Could construction costs finally be stabilising? New data from the Australian Bureau of Statistics (ABS) is giving home builders and renovators reason to hope.
According to the data collection agency, the cost of house building materials was unchanged in the September quarter, marking the first time that prices have not recorded volatile quarterly adjustments since before the pandemic.
ABS’ Producer Price Index for house construction inputs saw a 0.0 per cent change in the September 2023 quarter compared to the previous quarter, which is a key metric many have been looking at in the construction industry as rising costs have increasingly eaten away at profit margins.
The Housing Industry Association (HIA) described the quarterly results as something of a relief with industry insiders as well as consumers desperate for more certainty around construction costs.
“The slowing in cost of house building inputs reflects a significant easing in the materials constraints that plagued the industry during the pandemic,” said HIA’s senior economist, Tom Devitt.
“This sees the cost of house building materials just 4.4 per cent higher over the year, compared to a 17.3 per cent annual increase in 2021–22,” Mr Devitt explained.
Behind the figures lurked positive signs that some of the materials most impacted by pandemic-era supply chain disruptions are now more readily available.

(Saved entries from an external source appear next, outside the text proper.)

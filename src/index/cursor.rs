//! Opaque keyset cursors

use base64::{engine::general_purpose, Engine as _};
use chrono::{DateTime, Utc};
use serde::{Deserialize, Serialize};

use crate::error::{Result, VaultError};
use crate::item::ItemId;

/// Position after the last row of a page
#[derive(Debug, Clone, PartialEq, Eq, Serialize, Deserialize)]
pub struct Cursor {
    pub updated_at: DateTime<Utc>,
    pub id: ItemId,
}

impl Cursor {
    pub fn new(updated_at: DateTime<Utc>, id: ItemId) -> Self {
        Self { updated_at, id }
    }

    pub fn encode(&self) -> Result<String> {
        let json = serde_json::to_vec(self)?;
        Ok(general_purpose::URL_SAFE_NO_PAD.encode(json))
    }

    pub fn decode(token: &str) -> Result<Self> {
        let invalid = || VaultError::validation(format!("Invalid cursor: {:?}", token));
        let bytes = general_purpose::URL_SAFE_NO_PAD
            .decode(token.trim_end_matches('='))
            .map_err(|_| invalid())?;
        serde_json::from_slice(&bytes).map_err(|_| invalid())
    }

    pub(crate) fn key(&self) -> (DateTime<Utc>, ItemId) {
        (self.updated_at, self.id.clone())
    }
}

#[cfg(test)]
mod tests {
    use super::*;

    #[test]
    fn test_cursor_is_url_safe() {
        let cursor = Cursor::new(Utc::now(), ItemId::parse("01HXABC").unwrap());
        let token = cursor.encode().unwrap();
        assert!(token
            .chars()
            .all(|c| c.is_ascii_alphanumeric() || c == '-' || c == '_'));
        assert_eq!(Cursor::decode(&token).unwrap(), cursor);
    }

    #[test]
    fn test_garbage_cursor_is_validation_error() {
        for token in ["", "not base64!", "e30"] {
            assert!(matches!(Cursor::decode(token), Err(VaultError::Validation(_))));
        }
    }
}
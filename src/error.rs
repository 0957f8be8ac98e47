//! Error types for the vault

use std::time::Duration;

use thiserror::Error;

use crate::checksum::Fingerprint;
use crate::index::LockHolder;

/// Result type for vault operations
pub type Result<T> = std::result::Result<T, VaultError>;

/// Vault errors
#[derive(Error, Debug)]
pub enum VaultError {
    #[error("{kind} not found: {key}")]
    NotFound { kind: &'static str, key: String },

    #[error("Validation failed: {0}")]
    Validation(String),

    #[error("Conflict: content changed since it was read (current fingerprint {current})")]
    Conflict { current: Fingerprint },

    #[error("Release already exists: {tag}")]
    ReleaseExists { tag: String },

    #[error("Slug already taken for {item_type}: {slug}")]
    SlugTaken { item_type: String, slug: String },

    #[error("Lock '{lock}' held by {holder}; gave up after {waited:?}")]
    Locked {
        lock: &'static str,
        holder: LockHolder,
        waited: Duration,
    },

    #[error("Store is closed")]
    Closed,

    #[error("Corrupt record at {path}: {reason}")]
    Corrupt { path: String, reason: String },

    #[error("IO error: {0}")]
    Io(#[from] std::io::Error),

    #[error("JSON error: {0}")]
    Json(#[from] serde_json::Error),

    #[error("YAML error: {0}")]
    Yaml(#[from] serde_yaml::Error),

    #[error("Config error: {0}")]
    Config(#[from] config_crate::ConfigError),
}

impl VaultError {
    pub fn not_found(kind: &'static str, key: impl Into<String>) -> Self {
        Self::NotFound {
            kind,
            key: key.into(),
        }
    }

    pub fn validation(msg: impl Into<String>) -> Self {
        Self::Validation(msg.into())
    }

    /// Fingerprint precondition failures and release/slug collisions
    pub fn is_conflict(&self) -> bool {
        matches!(
            self,
            Self::Conflict { .. } | Self::ReleaseExists { .. } | Self::SlugTaken { .. }
        )
    }

    /// Conditions a caller may retry after re-fetching or backing off
    pub fn is_retryable(&self) -> bool {
        matches!(self, Self::Conflict { .. } | Self::Locked { .. })
    }

    pub fn is_not_found(&self) -> bool {
        matches!(self, Self::NotFound { .. })
    }
}
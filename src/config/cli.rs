use crate::config::toml_config::TomlConfig;
use crate::config::Settings;
use crate::utils::error::Result;
use crate::utils::logger::LogFormat;
use crate::utils::validation::Validate;
use clap::{ArgGroup, Parser, Subcommand};
use std::path::PathBuf;

#[derive(Debug, Clone, Parser)]
#[command(name = "posts-client")]
#[command(about = "Command line client for the posts API")]
pub struct CliConfig {
    /// API root; `/posts/` is appended [default: http://localhost:3000/api]
    #[arg(long, global = true)]
    pub api_url: Option<String>,

    /// TOML config file; command line flags take precedence
    #[arg(long, global = true)]
    pub config: Option<PathBuf>,

    #[arg(long, global = true, value_enum)]
    pub log_format: Option<LogFormat>,

    #[arg(long, global = true, help = "Enable verbose output")]
    pub verbose: bool,

    #[command(subcommand)]
    pub command: Command,
}

#[derive(Debug, Clone, Subcommand)]
pub enum Command {
    /// List one page of posts
    List {
        #[arg(long)]
        page_size: Option<u32>,

        #[arg(long, default_value = "1")]
        page: u32,
    },
    /// Show a single post
    Get { id: String },
    /// Create a post with an image upload
    Create {
        #[arg(long)]
        title: String,

        #[arg(long)]
        content: String,

        #[arg(long)]
        image: PathBuf,
    },
    /// Replace a post, uploading a new image or keeping the stored one
    #[command(group(ArgGroup::new("image_source").required(true).args(["image", "image_path"])))]
    Update {
        id: String,

        #[arg(long)]
        title: String,

        #[arg(long)]
        content: String,

        /// New image file to upload
        #[arg(long)]
        image: Option<PathBuf>,

        /// Image path already stored on the server
        #[arg(long)]
        image_path: Option<String>,
    },
    /// Delete a post
    Delete { id: String },
}

impl CliConfig {
    /// Loads and validates the TOML file if given, then applies the command line overrides.
    pub fn settings(&self) -> Result<Settings> {
        let mut settings = match &self.config {
            Some(path) => {
                let file = TomlConfig::from_file(path)?;
                file.validate()?;
                Settings::from_toml(&file)
            }
            None => Settings::default(),
        };

        if let Some(api_url) = &self.api_url {
            settings.api_url = api_url.clone();
        }
        if let Some(format) = self.log_format {
            settings.log_format = format;
        }
        if self.verbose {
            settings.verbose = true;
        }
        if let Command::List {
            page_size: Some(page_size),
            ..
        } = &self.command
        {
            settings.page_size = *page_size;
        }

        Ok(settings)
    }
}

#[cfg(test)]
mod tests {
    use super::*;
    use crate::config::DEFAULT_API_URL;

    #[test]
    fn test_list_defaults() {
        let cli = CliConfig::try_parse_from(["posts-client", "list"]).unwrap();
        let settings = cli.settings().unwrap();
        assert_eq!(settings.api_url, DEFAULT_API_URL);
        assert!(matches!(cli.command, Command::List { page: 1, page_size: None }));
    }

    #[test]
    fn test_flags_override_settings() {
        let cli = CliConfig::try_parse_from([
            "posts-client",
            "list",
            "--page-size",
            "4",
            "--api-url",
            "https://blog.example.com/api",
            "--log-format",
            "json",
            "--verbose",
        ])
        .unwrap();
        let settings = cli.settings().unwrap();
        assert_eq!(settings.page_size, 4);
        assert_eq!(settings.api_url, "https://blog.example.com/api");
        assert_eq!(settings.log_format, LogFormat::Json);
        assert!(settings.verbose);
    }

    #[test]
    fn test_update_requires_one_image_source() {
        let base = ["posts-client", "update", "p1", "--title", "t", "--content", "c"];
        assert!(CliConfig::try_parse_from(base).is_err());

        let mut with_path = base.to_vec();
        with_path.extend(["--image-path", "http://host/images/t.png"]);
        assert!(CliConfig::try_parse_from(with_path).is_ok());

        let mut with_both = base.to_vec();
        with_both.extend(["--image-path", "x", "--image", "y.png"]);
        assert!(CliConfig::try_parse_from(with_both).is_err());
    }

    #[test]
    fn test_missing_config_file_is_an_io_error() {
        let cli = CliConfig::try_parse_from([
            "posts-client",
            "--config",
            "/nonexistent/posts-client.toml",
            "list",
        ])
        .unwrap();
        assert!(matches!(
            cli.settings(),
            Err(crate::utils::error::PostsError::IoError(_))
        ));
    }
}
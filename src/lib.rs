pub mod adapters;
pub mod config;
pub mod core;
pub mod domain;
pub mod utils;

#[cfg(feature = "cli")]
pub use config::cli::{CliConfig, Command};

pub use adapters::MemoryRouter;
pub use config::{toml_config::TomlConfig, Settings};
pub use crate::core::{
    posts_service::PostsService, request::PostRequest, updates::PostListUpdates,
};
pub use domain::model::{ImageUpload, Post, PostDetail, PostImage, PostListState};
pub use domain::ports::{ConfigProvider, Navigator};
pub use utils::error::{PostsError, Result};
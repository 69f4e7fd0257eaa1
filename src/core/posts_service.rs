use crate::config::posts_endpoint;
use crate::core::request::{check_status, discard_body, read_json, PostRequest};
use crate::core::updates::{PostListBroadcaster, PostListUpdates};
use crate::core::{ConfigProvider, Navigator, Result};
use crate::domain::model::{ImageUpload, Post, PostDetail, PostImage, PostListState, PostPage};
use reqwest::multipart::{Form, Part};
use reqwest::{Client, Method};
use std::sync::Arc;
use tokio::sync::RwLock;
use url::Url;

const ROOT_ROUTE: &[&str] = &[""];

/// Data access for posts: talks to the backend, keeps the current page and
/// broadcasts it, and hands control back to the router after mutations.
pub struct PostsService<N: Navigator> {
    client: Client,
    base_url: String,
    navigator: N,
    posts: RwLock<Arc<[Post]>>,
    updates: PostListBroadcaster,
}

impl<N: Navigator> PostsService<N> {
    pub fn new<C: ConfigProvider>(config: &C, navigator: N) -> Self {
        Self::with_client(Client::new(), config, navigator)
    }

    pub fn with_client<C: ConfigProvider>(client: Client, config: &C, navigator: N) -> Self {
        Self {
            client,
            base_url: posts_endpoint(config.api_url()),
            navigator,
            posts: RwLock::new(Arc::from(Vec::new())),
            updates: PostListBroadcaster::new(config.updates_capacity()),
        }
    }

    /// `{api_url}/posts/`
    pub fn base_url(&self) -> &str {
        &self.base_url
    }

    pub fn navigator(&self) -> &N {
        &self.navigator
    }

    /// `{base}{id}` with the id escaped as a single path segment.
    fn post_url(&self, id: &str) -> String {
        match Url::parse(&self.base_url) {
            Ok(mut url) => {
                if let Ok(mut segments) = url.path_segments_mut() {
                    segments.pop_if_empty().push(id);
                }
                url.into()
            }
            // Unvalidated base; keep the plain concatenation
            Err(_) => format!("{}{}", self.base_url, id),
        }
    }

    /// Fetches one page and publishes it to subscribers.
    ///
    /// On failure the cached page is kept and nothing is published.
    pub async fn list_posts(&self, page_size: u32, current_page: u32) -> Result<()> {
        let page = match self.fetch_page(page_size, current_page).await {
            Ok(page) => page,
            Err(e) => {
                tracing::warn!(
                    "Listing posts (page size {}, page {}) failed: {}",
                    page_size,
                    current_page,
                    e
                );
                return Err(e);
            }
        };

        if let Some(message) = &page.message {
            tracing::debug!("Backend message: {}", message);
        }

        let posts: Arc<[Post]> = page.posts.into_iter().map(Post::from).collect();
        *self.posts.write().await = Arc::clone(&posts);

        let post_count = page.max_posts;
        let page_len = posts.len();
        let delivered = self.updates.publish(PostListState { posts, post_count });
        tracing::info!(
            "Loaded {} of {} posts, notified {} subscribers",
            page_len,
            post_count,
            delivered
        );
        Ok(())
    }

    async fn fetch_page(&self, page_size: u32, current_page: u32) -> Result<PostPage> {
        tracing::debug!("Making API request to: {}", self.base_url);
        let response = self
            .client
            .get(&self.base_url)
            .query(&[("pagesize", page_size), ("currentpage", current_page)])
            .send()
            .await?;
        tracing::debug!("API response status: {}", response.status());

        let response = check_status(response).await?;
        read_json::<PostPage>(response).await
    }

    /// Snapshots published after this call.
    pub fn subscribe(&self) -> PostListUpdates {
        self.updates.subscribe()
    }

    pub fn subscriber_count(&self) -> usize {
        self.updates.subscriber_count()
    }

    /// The page stored by the last successful `list_posts`.
    pub async fn cached_posts(&self) -> Arc<[Post]> {
        Arc::clone(&*self.posts.read().await)
    }

    pub async fn cached_post(&self, id: &str) -> Option<Post> {
        self.posts.read().await.iter().find(|p| p.id == id).cloned()
    }

    pub fn fetch_post(&self, id: &str) -> PostRequest<PostDetail> {
        let url = self.post_url(id);
        let request = self.client.get(&url);
        PostRequest::new(Method::GET, url, request, read_json::<PostDetail>)
    }

    pub fn delete_post(&self, id: &str) -> PostRequest<()> {
        let url = self.post_url(id);
        let request = self.client.delete(&url);
        PostRequest::new(Method::DELETE, url, request, discard_body)
    }

    /// Uploads a new post, then navigates to the root route whatever the outcome.
    pub async fn create_post(&self, title: &str, content: &str, image: ImageUpload) -> Result<()> {
        let outcome = self.send_create(title, content, image).await;
        match &outcome {
            Ok(()) => tracing::info!("Created post '{}'", title),
            Err(e) => tracing::warn!("Creating post '{}' failed: {}", title, e),
        }
        self.navigator.navigate(ROOT_ROUTE).await;
        outcome
    }

    async fn send_create(&self, title: &str, content: &str, image: ImageUpload) -> Result<()> {
        let form = post_form(None, title, content, image)?;
        tracing::debug!("Making API request to: {}", self.base_url);
        let response = self
            .client
            .post(&self.base_url)
            .multipart(form)
            .send()
            .await?;
        check_status(response).await?;
        Ok(())
    }

    /// Replaces a post, then navigates to the root route whatever the outcome.
    ///
    /// A `PostImage::Path` update is sent as JSON with `creator` set to null.
    pub async fn update_post(
        &self,
        id: &str,
        title: &str,
        content: &str,
        image: PostImage,
    ) -> Result<()> {
        let outcome = self.send_update(id, title, content, image).await;
        match &outcome {
            Ok(()) => tracing::info!("Updated post {}", id),
            Err(e) => tracing::warn!("Updating post {} failed: {}", id, e),
        }
        self.navigator.navigate(ROOT_ROUTE).await;
        outcome
    }

    async fn send_update(
        &self,
        id: &str,
        title: &str,
        content: &str,
        image: PostImage,
    ) -> Result<()> {
        let url = self.post_url(id);
        tracing::debug!("Making API request to: {}", url);
        let request = self.client.put(&url);
        let request = match image {
            PostImage::File(upload) => {
                request.multipart(post_form(Some(id), title, content, upload)?)
            }
            PostImage::Path(image_path) => request.json(&Post {
                id: id.to_string(),
                title: title.to_string(),
                content: content.to_string(),
                image_path,
                creator: None,
            }),
        };
        let response = request.send().await?;
        check_status(response).await?;
        Ok(())
    }
}

/// Multipart body for create and update. The image part's filename is the title.
fn post_form(id: Option<&str>, title: &str, content: &str, image: ImageUpload) -> Result<Form> {
    let mut form = Form::new();
    if let Some(id) = id {
        form = form.text("id", id.to_string());
    }

    let mut part = Part::bytes(image.bytes).file_name(title.to_string());
    if let Some(mime) = &image.mime {
        part = part.mime_str(mime)?;
    }

    Ok(form
        .text("title", title.to_string())
        .text("content", content.to_string())
        .part("image", part))
}
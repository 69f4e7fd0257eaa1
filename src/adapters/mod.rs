// Adapters layer: concrete implementations of the domain ports.

pub mod router;

pub use router::MemoryRouter;
use crate::domain::ports::Navigator;
use async_trait::async_trait;
use std::sync::Mutex;

/// Router that keeps the current URL and history in memory.
#[derive(Debug)]
pub struct MemoryRouter {
    history: Mutex<Vec<String>>,
}

impl MemoryRouter {
    pub fn new() -> Self {
        Self {
            history: Mutex::new(vec!["/".to_string()]),
        }
    }

    pub fn current_url(&self) -> String {
        self.lock().last().cloned().unwrap_or_else(|| "/".to_string())
    }

    /// Every URL visited, starting with the initial `/`.
    pub fn history(&self) -> Vec<String> {
        self.lock().clone()
    }

    /// Number of `navigate` calls made so far.
    pub fn navigation_count(&self) -> usize {
        self.lock().len() - 1
    }

    fn lock(&self) -> std::sync::MutexGuard<'_, Vec<String>> {
        // A poisoned history is still a valid list of strings
        self.history.lock().unwrap_or_else(|e| e.into_inner())
    }
}

impl Default for MemoryRouter {
    fn default() -> Self {
        Self::new()
    }
}

pub fn route_url(commands: &[&str]) -> String {
    let segments: Vec<&str> = commands
        .iter()
        .map(|c| c.trim_matches('/'))
        .filter(|c| !c.is_empty())
        .collect();
    format!("/{}", segments.join("/"))
}

#[async_trait]
impl Navigator for MemoryRouter {
    async fn navigate(&self, commands: &[&str]) {
        let url = route_url(commands);
        tracing::debug!("Navigating to {}", url);
        self.lock().push(url);
    }
}

#[cfg(test)]
mod tests {
    use super::*;

    #[test]
    fn root_route_is_slash() {
        assert_eq!(route_url(&[""]), "/");
        assert_eq!(route_url(&[]), "/");
    }

    #[test]
    fn segments_are_joined() {
        assert_eq!(route_url(&["edit", "abc"]), "/edit/abc");
        assert_eq!(route_url(&["/auth/", "login"]), "/auth/login");
    }

    #[tokio::test]
    async fn navigation_is_recorded() {
        let router = MemoryRouter::new();
        assert_eq!(router.navigation_count(), 0);

        router.navigate(&["create"]).await;
        router.navigate(&[""]).await;

        assert_eq!(router.current_url(), "/");
        assert_eq!(router.history(), vec!["/", "/create", "/"]);
        assert_eq!(router.navigation_count(), 2);
    }
}
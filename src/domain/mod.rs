// Domain layer: post models and the ports the service talks through.

pub mod model;
pub mod ports;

“Some of the worst affected products during the pandemic are now seeing outright declines in price,” Mr Devitt said.
“Last year, structural timber and reinforcing steel prices were both up by more than 60 per cent on pre-pandemic levels. In the last year, they have declined by 8.8 per cent and 5.3 per cent respectively. Steel beams and sections, which were up by more than 50 per cent a year ago, subsequently declined by 17.2 per cent”.
Home builders aside, Mr Devitt commented that the figures bode well for the economy more broadly, and could bring trickle-down relief for Australians facing the cost-of-living crunch.
“Most of Australia’s pandemic inflationary pressures came from building materials and fuel. As these pressures ease, it will provide more certainty of future house building costs, as well as hasten the need for a cut to interest rates,” he said.
The news will also be welcome to governments that have staked their handling of the housing crisis on the ability to ramp up home building considerably.
Beginning in July 2024, the country is embarking on a period in which it has committed to construct 1.2 million new homes in five years, which would see it churn out new dwellings at an unprecedented speed.